Siguiendo la estela abierta en la pasada edición, el Festival de Otoño vuelve a apostar por llevar la creación contemporánea a los municipios de la Comunidad de Madrid, en este caso a Móstoles y, como sucediera en 2022, que tuvimos a Robert Lepage, este año nos visita otra creadora canadiense, Catherine Gaudet, que presentará una pieza arrolladora en el Teatro del Bosque, colaborador fundamental una vez más para que este feliz acontecimiento escénico se produzca.
Hay una pequeña y preciosa historia detrás de este montaje que tiene que ver con la extraordinaria inteligencia adaptativa que tiene el ser humano y con cómo esa capacidad deviene en arte. Visto así, tiene mucho sentido que la pieza se llame Les jolies choses (Las cosas bonitas). La obra no parte de una idea inicial, un tema pensado de antemano. Su creadora, la coreógrafa canadiense Catherine Gaudet, no trabaja así, sino que empieza por escuchar el impulso del cuerpo, lo que está necesitando.
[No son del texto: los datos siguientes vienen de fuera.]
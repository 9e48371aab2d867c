//! Versioned registry of resource definitions
//!
//! Definitions are registered once at startup through a [`RegistryBuilder`],
//! which is then frozen into a read-only [`ResourceRegistry`]. Entries are
//! keyed by version, then namespace, then name, and iterate in registration
//! order.

use crate::config::{DEFAULT_VERSION, SileoConfig};
use crate::core::error::RegistryError;
use crate::core::resource::ResourceDefinition;
use indexmap::IndexMap;
use std::sync::Arc;
use tracing::{debug, warn};

type Names = IndexMap<String, Arc<ResourceDefinition>>;
type Namespaces = IndexMap<String, Names>;

/// Collects registrations during startup
#[derive(Debug)]
pub struct RegistryBuilder {
    config: SileoConfig,
    resources: IndexMap<String, Namespaces>,
}

impl RegistryBuilder {
    pub fn new(config: SileoConfig) -> Self {
        Self {
            config,
            resources: IndexMap::new(),
        }
    }

    pub fn config(&self) -> &SileoConfig {
        &self.config
    }

    /// Register `resource` as `namespace`/`name` under `version`
    ///
    /// Without a version the configured fallback is used and a warning is
    /// logged. The version must be allowed and the triple must be free.
    pub fn register(
        &mut self,
        namespace: &str,
        name: &str,
        resource: Arc<ResourceDefinition>,
        version: Option<&str>,
    ) -> Result<&mut Self, RegistryError> {
        let version = match version {
            Some(version) if !version.is_empty() => version.to_string(),
            _ => {
                warn!(
                    resource = %resource.name(),
                    fallback = %self.config.fallback_version,
                    "registering without a version, falling back to the default version"
                );
                self.config.fallback_version.clone()
            }
        };
        if !self.config.is_allowed_version(&version) {
            return Err(RegistryError::VersionNotAllowed { version });
        }

        let names = self
            .resources
            .entry(version.clone())
            .or_default()
            .entry(namespace.to_string())
            .or_default();
        if names.contains_key(name) {
            return Err(RegistryError::AlreadyRegistered {
                version,
                namespace: namespace.to_string(),
                name: name.to_string(),
            });
        }
        debug!(version = %version, namespace = %namespace, name = %name, resource = %resource.name(), "registered resource");
        names.insert(name.to_string(), resource);
        Ok(self)
    }

    /// Freeze the registrations
    pub fn build(self) -> ResourceRegistry {
        ResourceRegistry {
            config: self.config,
            resources: self.resources,
        }
    }
}

/// A registered entry, as yielded by [`ResourceRegistry::iter`]
#[derive(Debug, Clone)]
pub struct RegisteredResource<'a> {
    pub version: &'a str,
    pub namespace: &'a str,
    pub name: &'a str,
    pub definition: &'a Arc<ResourceDefinition>,
}

/// Read-only lookup of registered resources
#[derive(Debug)]
pub struct ResourceRegistry {
    config: SileoConfig,
    resources: IndexMap<String, Namespaces>,
}

impl ResourceRegistry {
    pub fn builder(config: SileoConfig) -> RegistryBuilder {
        RegistryBuilder::new(config)
    }

    pub fn config(&self) -> &SileoConfig {
        &self.config
    }

    /// Look up `namespace`/`name` under `version`
    pub fn get(
        &self,
        namespace: &str,
        name: &str,
        version: &str,
    ) -> Result<Arc<ResourceDefinition>, RegistryError> {
        self.resources
            .get(version)
            .and_then(|namespaces| namespaces.get(namespace))
            .and_then(|names| names.get(name))
            .cloned()
            .ok_or_else(|| {
                debug!(version = %version, namespace = %namespace, name = %name, "resource not available");
                RegistryError::NotFound {
                    version: version.to_string(),
                    namespace: namespace.to_string(),
                    name: name.to_string(),
                }
            })
    }

    /// Look up under the `v1` version
    pub fn get_default(
        &self,
        namespace: &str,
        name: &str,
    ) -> Result<Arc<ResourceDefinition>, RegistryError> {
        self.get(namespace, name, DEFAULT_VERSION)
    }

    /// Every registration, in registration order within each version
    pub fn iter(&self) -> impl Iterator<Item = RegisteredResource<'_>> {
        self.resources.iter().flat_map(|(version, namespaces)| {
            namespaces.iter().flat_map(move |(namespace, names)| {
                names.iter().map(move |(name, definition)| RegisteredResource {
                    version,
                    namespace,
                    name,
                    definition,
                })
            })
        })
    }

    /// Versions the definition is registered under
    pub fn versions_of(&self, definition: &Arc<ResourceDefinition>) -> Vec<&str> {
        let mut versions: Vec<&str> = self
            .iter()
            .filter(|r| Arc::ptr_eq(r.definition, definition))
            .map(|r| r.version)
            .collect();
        versions.dedup();
        versions
    }

    pub fn len(&self) -> usize {
        self.iter().count()
    }

    pub fn is_empty(&self) -> bool {
        self.len() == 0
    }
}
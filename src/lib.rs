//! # Sileo
//!
//! Declarative, versioned API resources for Rust.
//!
//! A resource declares how one model is exposed: which fields are emitted
//! and how each one resolves (plain attributes, nested resources,
//! collections, polymorphic relations, conversions, derived values), which
//! operations are enabled, which filters each operation honours, who may
//! call it and whether its output is cached.
//!
//! ## Features
//!
//! - **Versioned registry**: resources registered per version, namespace and name
//! - **Field resolvers**: recursive resolution through other registered resources
//! - **Permission chains**: method-level and object-level predicates
//! - **Stages**: login requirement, rate limiting and partial caching
//! - **Forms**: validation, persistence and form metadata for create/update
//! - **Soft delete**: rows are flagged `removed`, never dropped
//! - **Verification**: declaration checks before serving
//!
//! ## Quick Start
//!
//! ```rust,ignore
//! use sileo::prelude::*;
//!
//! let sample = ResourceDefinition::new("SampleResource", QuerySet::all("sample").filter("removed", false))
//!     .with_fields(["id", "title"])
//!     .with_fields([FieldDescriptor::nested("owner", ("test", "user"))])
//!     .with_allowed_methods([Method::GetPk, Method::Filter])
//!     .with_filter_fields(&["title"])
//!     .with_cache(None)
//!     .into_arc();
//!
//! ServerBuilder::new(SileoConfig::default())
//!     .with_store(InMemoryObjectStore::new())
//!     .register("test", "sample", sample, Some("v1"))?
//!     .serve("127.0.0.1:3000")
//!     .await?;
//! ```

pub mod config;
pub mod core;
pub mod server;
pub mod storage;

/// Re-exports of commonly used types and traits
pub mod prelude {
    // === Core ===
    pub use crate::core::{
        auth::{
            AuthContext, AuthPolicy, AuthProvider, NoAuthProvider, RequestContext,
            UserHeaderAuthProvider,
        },
        cache::CacheBackend,
        error::{ApiError, ApiErrorKind, SileoError, SileoResult},
        field::{CollectionMode, Converter, FieldDescriptor, ResourceRef},
        form::{FieldKind, Form, FormField, FormSpec},
        method::{Method, MethodCall},
        permission::{
            MethodPerm, ObjectPerm, Verdict, login_required, method_perm, object_perm,
            owner_required, policy,
        },
        query::{FilterArgs, Filters, QuerySet},
        resource::{Resource, ResourceDefinition},
        response::Envelope,
        stage::{LoginRequired, MethodLoginRequired, PartialCache, RateLimit, ResourceStage},
        store::{ModelSchema, ObjectStore, Record, Relation},
    };

    // === Storage ===
    pub use crate::storage::{InMemoryCache, InMemoryObjectStore};

    // === Config ===
    pub use crate::config::SileoConfig;

    // === Server ===
    pub use crate::server::{
        ApiCall, ApiMiddleware, ApiView, ListQuery, ResourceHost, ResourceRegistry,
        ServerBuilder, VerifyReport, verify_resources,
    };

    // === External dependencies ===
    pub use anyhow::Result;
    pub use async_trait::async_trait;
    pub use serde::{Deserialize, Serialize};
    pub use serde_json::{Value, json};
}
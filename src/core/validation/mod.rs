//! Validators and cleaners for form fields
//!
//! Attach them to a [`FormField`](crate::core::form::FormField) with
//! `validator(..)` and `cleaner(..)`.

pub mod filters;
pub mod validators;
Cuando los sucesivos confinamientos fueron cayendo después de la pandemia y las compañías podían volverse a reunir en una sala de ensayos para trabajar, el equipo habitual de Gaudet estaba eufórico con el reencuentro y lleno de gratitud, pero todavía había que guardar distancias físicas, no se podían tocar, con lo que comenzaron a explorar otras formas de conexión para revertir esa distancia, probando incluso la telepatía. Estaban buscando una suerte de contacto espiritual, que se tradujo en un movimiento cadencioso y minimalista, una abstracción coreográfica más contemplativa, un gesto depurado y una economía motora. Gaudet desarrolló una partitura gráfica basada en gestos sencillos, mecánicos, y en un momento dado, los cinco bailarines, tres hombres y dos mujeres, se unen en el centro para formar una especie de plataforma giratoria hecha de cuerpos, una figura colectiva donde todos giran, juntos, pero con distancia.
Pero los rigores pandémicos fueron quedando atrás y el mundo volvió a mostrar toda su violencia. De la misma forma, una coreografía aparentemente sencilla e inofensiva, fue manifestando su dureza intrínseca, sobre todo para los ejecutantes, mental y físicamente. Porque además los bailarines que se colocan en el extremo de la “máquina” giratoria tienen que doblegar su esfuerzo para mantener la fluidez y la exactitud de la unidad colectiva. Se genera una tensión entre esa euforia común y la resistencia violenta de cada cuerpo en pos del conjunto, asumiendo que están atrapados en la máquina y que al mismo tiempo ellos son la máquina. El juego se convierte en obligación y va ganando presión y llega un momento en el que es necesario descomprimir. Esto hace que la pieza vaya ganando en intensidad en un crescendo brutal que te mantiene, como espectador, hipnotizado y al mismo tiempo sufriendo y admirando lo que hacen esos cinco bailarines portentosos.
Preguntada en una entrevista por qué había titulado la pieza así, Las cosas bonitas , Gaudet respondió: “el título se refiere a la fricción entre los ideales colectivos en los que nos proyectamos y la realidad del medio artístico actual. La pieza reacciona al ideal de vivir juntos frente a la dificultad de llevar a cabo esta ilusoria tarea. Cuando pienso en esta fricción, la sociedad del espectáculo me salta a la cara. Yo también me enfrento a los esfuerzos que tengo que hacer para mantener mi identidad artística y mis propios ideales. Siento una fuerte reacción a encajar en el molde del sistema para agradar. Siento el deseo de salir de una forma de complacencia cortando por lo sano, aunque ello suponga correr el riesgo de desagradar. Hay una ira nutritiva que anima la pieza, un momento de revuelta casi adolescente. Se deja oír su reclamo de autonomía y libertad”. Y esto es precisamente lo que se siente viendo esa danza mecánica que va impregnando de sudor y gesto extenuado los cuerpos de los bailarines: se siente el deseo de la heterodoxia, la huída del canon a través de una partitura de movimiento que se repite pero que, de tanto en tanto, se rompe por el impulso animal, hasta llegar a un final vibrante donde comprobamos hasta qué punto se ha generado un lazo invisible entre el escenario y la platea, hasta qué punto somos todos parte de la máquina de la que no podemos salir.